■ **Data excerpts**:
====

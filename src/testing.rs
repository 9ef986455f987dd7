//! In-memory fakes for driving the relay without a network.
//!
//! - [`TestBroker`]: acknowledges everything a bus client sends and records
//!   subscriptions and publishes
//! - [`FakeConnector`] / [`FakePeer`]: scripted peer connections
//! - [`fake_channel_pair`]: a data channel and its far end
//! - [`spawn_console`]: answers offers and serves API channels like a console
//! - [`session_credentials`]: a fixed credential set

use std::collections::VecDeque;
use std::sync::atomic::{AtomicBool, Ordering};
use std::sync::{Arc, Mutex};

use async_trait::async_trait;
use tokio::sync::mpsc;
use tokio::task::JoinHandle;
use tokio::time::Instant;

use crate::channel::frame::{FrameReader, FrameType, PayloadFormat, TunnelFrame};
use crate::cloud::{SessionCredentials, TurnCredentials};
use crate::error::{RelayError, Result};
use crate::mqtt::codec::FrameDecoder;
use crate::mqtt::{memory_transport, ConnectOptions, MemoryPeer, MqttClient, Packet};
use crate::webrtc::{DataChannel, IceServer, PeerConnection, PeerConnector, PeerEvent, PeerEvents, PeerState};

/// Subscribe/unsubscribe history seen by a [`TestBroker`].
#[derive(Debug, Clone, Default, PartialEq, Eq)]
pub struct BrokerLog {
    /// Filters subscribed, in order.
    pub subscribed: Vec<String>,
    /// Filters unsubscribed, in order.
    pub unsubscribed: Vec<String>,
}

/// Broker that acknowledges every request from one client.
#[derive(Debug)]
pub struct TestBroker {
    to_client: mpsc::UnboundedSender<Vec<u8>>,
    published: mpsc::UnboundedReceiver<(String, Vec<u8>)>,
    log: Arc<Mutex<BrokerLog>>,
    task: JoinHandle<()>,
}

impl Drop for TestBroker {
    fn drop(&mut self) {
        self.task.abort();
    }
}

impl TestBroker {
    /// Serve the far end of an in-memory transport.
    pub fn spawn(peer: MemoryPeer) -> Self {
        let MemoryPeer { mut from_client, to_client } = peer;
        let (published_tx, published) = mpsc::unbounded_channel();
        let log = Arc::new(Mutex::new(BrokerLog::default()));

        let task = tokio::spawn({
            let to_client = to_client.clone();
            let log = Arc::clone(&log);
            async move {
                let mut decoder = FrameDecoder::new();
                while let Some(bytes) = from_client.recv().await {
                    let Ok(frames) = decoder.feed(&bytes) else {
                        return;
                    };
                    for frame in frames {
                        let Ok(packet) = Packet::from_frame(&frame) else {
                            return;
                        };
                        let reply = match packet {
                            Packet::Connect { .. } => Some(Packet::ConnAck),
                            Packet::Subscribe { packet_id, topic, .. } => {
                                log.lock().expect("broker log mutex poisoned").subscribed.push(topic);
                                Some(Packet::SubAck { packet_id, granted_qos: 1 })
                            }
                            Packet::Unsubscribe { packet_id, topic } => {
                                log.lock().expect("broker log mutex poisoned").unsubscribed.push(topic);
                                Some(Packet::UnsubAck { packet_id })
                            }
                            Packet::Publish { topic, packet_id, payload, .. } => {
                                let _ = published_tx.send((topic, payload));
                                packet_id.map(|packet_id| Packet::PubAck { packet_id })
                            }
                            _ => None,
                        };
                        let Some(reply) = reply else { continue };
                        let Ok(bytes) = reply.encode() else { return };
                        if to_client.send(bytes).is_err() {
                            return;
                        }
                    }
                }
            }
        });

        Self {
            to_client,
            published,
            log,
            task,
        }
    }

    /// Next message the client published, as `(topic, payload)`.
    ///
    /// # Panics
    ///
    /// If the client went away.
    pub async fn published(&mut self) -> (String, Vec<u8>) {
        self.published.recv().await.expect("client published nothing more")
    }

    /// Deliver a QoS 0 publish to the client.
    pub fn inject(&self, topic: &str, payload: &[u8]) {
        let packet = Packet::Publish {
            topic: topic.to_string(),
            qos: 0,
            packet_id: None,
            payload: payload.to_vec(),
        };
        if let Ok(bytes) = packet.encode() {
            let _ = self.to_client.send(bytes);
        }
    }

    /// Filters subscribed so far.
    pub fn subscribed(&self) -> Vec<String> {
        self.log_handle().lock().expect("broker log mutex poisoned").subscribed.clone()
    }

    /// Filters unsubscribed so far.
    pub fn unsubscribed(&self) -> Vec<String> {
        self.log_handle().lock().expect("broker log mutex poisoned").unsubscribed.clone()
    }

    /// Shared view of the subscription history.
    pub fn log_handle(&self) -> Arc<Mutex<BrokerLog>> {
        Arc::clone(&self.log)
    }
}

/// Connect a bus client to a fresh [`TestBroker`].
///
/// # Panics
///
/// If the handshake fails.
pub async fn connect_bus() -> (MqttClient, TestBroker) {
    let (sink, source, peer) = memory_transport();
    let broker = TestBroker::spawn(peer);
    let options = ConnectOptions {
        client_id: "mqttjs_0000beef".to_string(),
        ..ConnectOptions::default()
    };
    let bus = MqttClient::connect(sink, source, options)
        .await
        .expect("bus connects to test broker");
    (bus, broker)
}

/// Credentials for identity `us-east-1:identity` with one TURN server.
pub fn session_credentials() -> SessionCredentials {
    SessionCredentials {
        access_key_id: "ASIAEXAMPLE".to_string(),
        secret_key: "wJalrXUtnFEMI/K7MDENG+bPxRfiCYEXAMPLEKEY".to_string(),
        session_token: "token/with+chars=".to_string(),
        region: "us-east-1".to_string(),
        identity_id: "us-east-1:identity".to_string(),
        turn_credentials: TurnCredentials {
            username: "turn-user".to_string(),
            password: "turn-pass".to_string(),
            uris: vec!["turn:turn.example.com:3478?transport=udp".to_string()],
        },
    }
}

/// Local end of an in-memory data channel.
#[derive(Debug)]
pub struct FakeChannel {
    label: String,
    tx: Option<mpsc::UnboundedSender<Vec<u8>>>,
    rx: mpsc::UnboundedReceiver<Vec<u8>>,
}

/// Far end of an in-memory data channel.
#[derive(Debug)]
pub struct RemoteChannel {
    label: String,
    rx: mpsc::UnboundedReceiver<Vec<u8>>,
    tx: mpsc::UnboundedSender<Vec<u8>>,
}

impl RemoteChannel {
    /// Channel label.
    pub fn label(&self) -> &str {
        &self.label
    }

    /// Next message from the local end, `None` once it closed.
    pub async fn recv(&mut self) -> Option<Vec<u8>> {
        self.rx.recv().await
    }

    /// Send a message to the local end.
    pub fn send(&self, bytes: Vec<u8>) {
        let _ = self.tx.send(bytes);
    }
}

/// Build a connected data channel pair.
pub fn fake_channel_pair(label: &str) -> (FakeChannel, RemoteChannel) {
    let (local_tx, remote_rx) = mpsc::unbounded_channel();
    let (remote_tx, local_rx) = mpsc::unbounded_channel();
    (
        FakeChannel {
            label: label.to_string(),
            tx: Some(local_tx),
            rx: local_rx,
        },
        RemoteChannel {
            label: label.to_string(),
            rx: remote_rx,
            tx: remote_tx,
        },
    )
}

#[async_trait]
impl DataChannel for FakeChannel {
    fn label(&self) -> &str {
        &self.label
    }

    async fn wait_open(&mut self) -> Result<()> {
        if self.tx.is_none() {
            return Err(RelayError::ConnectionClosed);
        }
        Ok(())
    }

    async fn send(&mut self, data: &[u8]) -> Result<()> {
        let tx = self.tx.as_ref().ok_or(RelayError::ConnectionClosed)?;
        tx.send(data.to_vec())
            .map_err(|_| RelayError::Transport("remote channel dropped".to_string()))
    }

    async fn recv(&mut self) -> Result<Option<Vec<u8>>> {
        Ok(self.rx.recv().await)
    }

    async fn close(&mut self) {
        self.tx = None;
        self.rx.close();
    }
}

/// How a [`FakePeer`] behaves.
#[derive(Debug, Clone)]
pub struct PeerScript {
    /// Local candidates raised after the local description is set.
    pub local_candidates: Vec<String>,
    /// Report `Connected` once an answer is installed.
    pub connect_on_answer: bool,
}

impl Default for PeerScript {
    fn default() -> Self {
        Self {
            local_candidates: vec![
                "candidate:1 1 udp 2122260223 192.168.1.10 50000 typ host".to_string(),
            ],
            connect_on_answer: true,
        }
    }
}

/// Everything a [`FakePeer`] was asked to do.
#[derive(Debug, Clone, Default)]
pub struct PeerRecord {
    /// Local description installed.
    pub local_sdp: Option<String>,
    /// Remote description installed.
    pub remote_sdp: Option<String>,
    /// Remote candidates added, with the time they were applied.
    pub remote_candidates: Vec<(String, Instant)>,
    /// Labels of data channels created.
    pub channels: Vec<String>,
    /// ICE servers the connection was created with.
    pub ice_servers: Vec<IceServer>,
    /// Whether `close` was called.
    pub closed: bool,
}

/// Scripted peer connection.
pub struct FakePeer {
    events: mpsc::UnboundedSender<PeerEvent>,
    script: PeerScript,
    record: Arc<Mutex<PeerRecord>>,
    remotes: mpsc::UnboundedSender<RemoteChannel>,
    state: Arc<Mutex<PeerState>>,
    negotiation_requested: AtomicBool,
}

impl std::fmt::Debug for FakePeer {
    fn fmt(&self, f: &mut std::fmt::Formatter<'_>) -> std::fmt::Result {
        f.debug_struct("FakePeer").finish_non_exhaustive()
    }
}

impl FakePeer {
    fn record(&self) -> std::sync::MutexGuard<'_, PeerRecord> {
        self.record.lock().expect("peer record mutex poisoned")
    }

    fn set_state(&self, state: PeerState) {
        *self.state.lock().expect("peer state mutex poisoned") = state;
        let _ = self.events.send(PeerEvent::StateChanged(state));
    }
}
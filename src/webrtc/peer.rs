//! Peer-connection capability.
//!
//! ICE, DTLS and SCTP live behind these traits. The negotiator and the
//! tunnel only see SDP strings, candidate strings and byte messages, so they
//! run unchanged against [`super::rtc`] in production and against scripted
//! fakes in tests.

use std::sync::Arc;

use async_trait::async_trait;
use serde::{Deserialize, Serialize};
use tokio::sync::mpsc;

use crate::error::Result;

/// One ICE server entry, serialized the way browsers expect it.
#[derive(Debug, Clone, PartialEq, Eq, Serialize, Deserialize)]
pub struct IceServer {
    /// `turn:` / `turns:` / `stun:` URIs.
    pub urls: Vec<String>,
    /// TURN username.
    #[serde(default, skip_serializing_if = "Option::is_none")]
    pub username: Option<String>,
    /// TURN password.
    #[serde(default, skip_serializing_if = "Option::is_none")]
    pub credential: Option<String>,
}

/// Aggregate connection state.
#[derive(Debug, Clone, Copy, PartialEq, Eq)]
pub enum PeerState {
    /// Nothing started yet.
    New,
    /// ICE/DTLS in progress.
    Connecting,
    /// Transport up.
    Connected,
    /// Connectivity lost, may recover.
    Disconnected,
    /// Gave up.
    Failed,
    /// Closed locally.
    Closed,
}

/// Events raised by a peer connection.
#[derive(Debug, Clone, PartialEq, Eq)]
pub enum PeerEvent {
    /// A local offer is needed (first data channel created).
    NegotiationNeeded,
    /// A local candidate (`candidate:...`), or `None` when gathering ended.
    LocalCandidate(Option<String>),
    /// The connection state changed.
    StateChanged(PeerState),
}

/// Receiver half of a peer connection's event stream.
pub type PeerEvents = mpsc::UnboundedReceiver<PeerEvent>;

/// Offer/answer and data channel operations on one peer connection.
#[async_trait]
pub trait PeerConnection: Send + Sync {
    /// Create a local offer and return its SDP.
    async fn create_offer(&self) -> Result<String>;

    /// Install `sdp` (an offer) as the local description.
    async fn set_local_description(&self, sdp: &str) -> Result<()>;

    /// Install `sdp` (an answer) as the remote description.
    async fn set_remote_description(&self, sdp: &str) -> Result<()>;

    /// Add a remote candidate (`candidate:...`).
    async fn add_ice_candidate(&self, candidate: &str) -> Result<()>;

    /// Open a data channel with the given label.
    async fn create_data_channel(&self, label: &str) -> Result<Box<dyn DataChannel>>;

    /// Current connection state.
    fn connection_state(&self) -> PeerState;

    /// ICE servers the connection was configured with.
    fn ice_servers(&self) -> Vec<IceServer>;

    /// Close the connection and every channel on it.
    fn close(&self);
}

/// One reliable, ordered message channel.
#[async_trait]
pub trait DataChannel: Send {
    /// Channel label.
    fn label(&self) -> &str;

    /// Wait until the channel can carry messages.
    async fn wait_open(&mut self) -> Result<()>;

    /// Send one message.
    async fn send(&mut self, data: &[u8]) -> Result<()>;

    /// Next message, or `Ok(None)` once the channel closed.
    async fn recv(&mut self) -> Result<Option<Vec<u8>>>;

    /// Close this channel only.
    async fn close(&mut self);
}

/// Factory for peer connections.
pub trait PeerConnector: Send + Sync {
    /// Create a connection configured with `ice_servers`.
    fn create(&self, ice_servers: Vec<IceServer>) -> Result<(Arc<dyn PeerConnection>, PeerEvents)>;
}

#[cfg(test)]
mod tests {
    use super::*;

    #[test]
    fn test_ice_server_wire_shape() {
        let server = IceServer {
            urls: vec!["turn:turn.example.com:3478?transport=udp".to_string()],
            username: Some("user".to_string()),
            credential: Some("pass".to_string()),
        };
        let json = serde_json::to_value(&server).unwrap();
        assert_eq!(
            json,
            serde_json::json!({
                "urls": ["turn:turn.example.com:3478?transport=udp"],
                "username": "user",
                "credential": "pass"
            })
        );
    }

    #[test]
    fn test_ice_server_without_credentials() {
        let server: IceServer = serde_json::from_str(r#"{"urls":["stun:s"]}"#).unwrap();
        assert_eq!(server.username, None);
        assert_eq!(serde_json::to_string(&server).unwrap(), r#"{"urls":["stun:s"]}"#);
    }
}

====

From the first line of the records to the line containing "pub fn spawn(peer: MemoryPeer)", inclusive, transcribe everything exactly and leave out the rest.

filename src/testing.rs
repository 9ef986455f987dd7
//! In-memory fakes for driving the relay without a network.
//!
//! - [`TestBroker`]: acknowledges everything a bus client sends and records
//!   subscriptions and publishes
//! - [`FakeConnector`] / [`FakePeer`]: scripted peer connections
//! - [`fake_channel_pair`]: a data channel and its far end
//! - [`spawn_console`]: answers offers and serves API channels like a console
//! - [`session_credentials`]: a fixed credential set

use std::collections::VecDeque;
use std::sync::atomic::{AtomicBool, Ordering};
use std::sync::{Arc, Mutex};

use async_trait::async_trait;
use tokio::sync::mpsc;
use tokio::task::JoinHandle;
use tokio::time::Instant;

use crate::channel::frame::{FrameReader, FrameType, PayloadFormat, TunnelFrame};
use crate::cloud::{SessionCredentials, TurnCredentials};
use crate::error::{RelayError, Result};
use crate::mqtt::codec::FrameDecoder;
use crate::mqtt::{memory_transport, ConnectOptions, MemoryPeer, MqttClient, Packet};
use crate::webrtc::{DataChannel, IceServer, PeerConnection, PeerConnector, PeerEvent, PeerEvents, PeerState};

/// Subscribe/unsubscribe history seen by a [`TestBroker`].
#[derive(Debug, Clone, Default, PartialEq, Eq)]
pub struct BrokerLog {
    /// Filters subscribed, in order.
    pub subscribed: Vec<String>,
    /// Filters unsubscribed, in order.
    pub unsubscribed: Vec<String>,
}

/// Broker that acknowledges every request from one client.
#[derive(Debug)]
pub struct TestBroker {
    to_client: mpsc::UnboundedSender<Vec<u8>>,
    published: mpsc::UnboundedReceiver<(String, Vec<u8>)>,
    log: Arc<Mutex<BrokerLog>>,
    task: JoinHandle<()>,
}

impl Drop for TestBroker {
    fn drop(&mut self) {
        self.task.abort();
    }
}

impl TestBroker {
    /// Serve the far end of an in-memory transport.
    pub fn spawn(peer: MemoryPeer) -> Self {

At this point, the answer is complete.